┌──

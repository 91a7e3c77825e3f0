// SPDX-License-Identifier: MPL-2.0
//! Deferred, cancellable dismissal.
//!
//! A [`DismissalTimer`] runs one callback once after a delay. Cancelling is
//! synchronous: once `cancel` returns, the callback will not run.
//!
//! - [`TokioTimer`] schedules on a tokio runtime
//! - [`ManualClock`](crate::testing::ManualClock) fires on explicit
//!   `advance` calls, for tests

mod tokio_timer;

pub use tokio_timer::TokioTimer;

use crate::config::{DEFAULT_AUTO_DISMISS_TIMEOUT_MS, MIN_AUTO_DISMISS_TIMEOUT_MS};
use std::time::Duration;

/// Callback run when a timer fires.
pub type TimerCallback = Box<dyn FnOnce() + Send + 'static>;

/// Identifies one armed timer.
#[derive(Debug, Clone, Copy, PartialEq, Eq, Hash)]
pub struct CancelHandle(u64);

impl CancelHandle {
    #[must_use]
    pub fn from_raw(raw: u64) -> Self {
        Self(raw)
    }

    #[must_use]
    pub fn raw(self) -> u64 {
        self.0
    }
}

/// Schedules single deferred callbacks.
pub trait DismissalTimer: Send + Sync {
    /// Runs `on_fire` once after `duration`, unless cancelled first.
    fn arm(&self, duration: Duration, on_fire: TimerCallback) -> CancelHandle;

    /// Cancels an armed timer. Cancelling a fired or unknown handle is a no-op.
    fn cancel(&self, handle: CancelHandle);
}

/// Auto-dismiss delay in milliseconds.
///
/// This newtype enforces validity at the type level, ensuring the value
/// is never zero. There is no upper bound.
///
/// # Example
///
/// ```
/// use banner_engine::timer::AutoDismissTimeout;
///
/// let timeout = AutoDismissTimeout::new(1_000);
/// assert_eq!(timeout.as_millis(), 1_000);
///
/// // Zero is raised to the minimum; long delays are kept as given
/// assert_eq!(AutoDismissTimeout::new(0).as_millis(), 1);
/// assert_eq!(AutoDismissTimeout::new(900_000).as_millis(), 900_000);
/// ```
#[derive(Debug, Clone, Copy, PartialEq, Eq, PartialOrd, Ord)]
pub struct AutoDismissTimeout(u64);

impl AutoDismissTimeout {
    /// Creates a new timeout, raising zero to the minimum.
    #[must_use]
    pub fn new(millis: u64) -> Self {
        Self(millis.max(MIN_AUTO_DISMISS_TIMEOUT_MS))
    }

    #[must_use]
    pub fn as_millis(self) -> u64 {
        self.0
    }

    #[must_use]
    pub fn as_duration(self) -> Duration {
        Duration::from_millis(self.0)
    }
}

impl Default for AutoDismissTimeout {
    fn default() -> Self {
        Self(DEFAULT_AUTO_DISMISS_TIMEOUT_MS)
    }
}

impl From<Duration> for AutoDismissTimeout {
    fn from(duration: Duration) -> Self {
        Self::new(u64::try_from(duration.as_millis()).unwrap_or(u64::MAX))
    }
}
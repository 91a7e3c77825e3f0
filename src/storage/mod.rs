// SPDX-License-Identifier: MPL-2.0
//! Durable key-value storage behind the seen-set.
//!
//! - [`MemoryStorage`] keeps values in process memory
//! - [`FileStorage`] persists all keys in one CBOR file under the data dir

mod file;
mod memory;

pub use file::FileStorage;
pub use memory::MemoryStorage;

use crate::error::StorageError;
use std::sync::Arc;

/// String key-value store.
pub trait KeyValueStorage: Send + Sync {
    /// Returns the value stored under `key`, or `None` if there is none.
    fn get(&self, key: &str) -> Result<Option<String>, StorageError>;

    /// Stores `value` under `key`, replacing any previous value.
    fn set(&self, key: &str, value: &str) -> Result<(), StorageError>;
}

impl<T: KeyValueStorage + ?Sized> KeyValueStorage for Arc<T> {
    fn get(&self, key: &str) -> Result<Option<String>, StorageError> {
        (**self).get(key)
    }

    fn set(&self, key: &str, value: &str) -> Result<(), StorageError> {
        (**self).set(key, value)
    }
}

└──

> _Task brief_
For every line above with the word "struct" in it, make a copy.

> _Expected output_
pub struct CancelHandle(u64);
pub struct AutoDismissTimeout(u64);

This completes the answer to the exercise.